Fig. 3

Ldb2a knockdown promotes the specification of mesendoderm and mesoderm.

(A–B) In ldb2a morphants, ntl expression in the mesendoderm/mesoderm was expanded into the ectoderm. (C–D) The ectoderm was restricted (decreased gata2 expression). (E) Gastrula ventral or dorsal mesendoderm develops into haemangioblast/pronephric or myeloid populations respectively, during somitogenesis, while the mesoderm becomes somites and notochord. (F–I) During somitogenesis, expression of scl, pax2.1, hand2, and pu.1 in the lateral mesoderm was up-regulated in ldb2a morphants.

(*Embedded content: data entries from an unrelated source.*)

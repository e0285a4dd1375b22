//! Command implementations

pub mod commit;
pub mod config;
pub mod create_app;
pub mod job_status;
pub mod version;
pub mod working_copy;

use crate::domain::ClientError;
use crate::output::TerminalReporter;

/// End the reporter's spinner and hand back the operation's outcome.
///
/// # Errors
///
/// Returns the operation's own error unchanged.
pub(crate) fn finish<T>(
    reporter: &TerminalReporter<'_>,
    failure: &str,
    outcome: Result<T, ClientError>,
) -> Result<T, ClientError> {
    match &outcome {
        Ok(_) => reporter.finish(),
        Err(_) => reporter.finish_error(failure),
    }
    outcome
}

Embryos were co-stained with uncx or myoD to define the stage. (J–M) Other mesendoderm and mesoderm derivatives were also increased including somite (myoD) and notochord (shh), although only in a proportion of most affected morphants. (N–O) At 24 hpf, ldb2a knockdown caused increased expression of an endothelial gene, flk1, in the vessels (lateral mesoderm-derived). (P) As a summary, the loss of ldb2a expression induces mesodermal and endodermal while restricting ectodermal fates, especially in the ventro-lateral and posterior regions, and this fate change is stable. (A–D): three independent experiments, with the total number of analysed embryos shown in each panel; (F–G): five independent experiments; (H–I): one experiment; (J–O): three independent experiments. The wildtype control refers to uninjected embryos that are stage matched.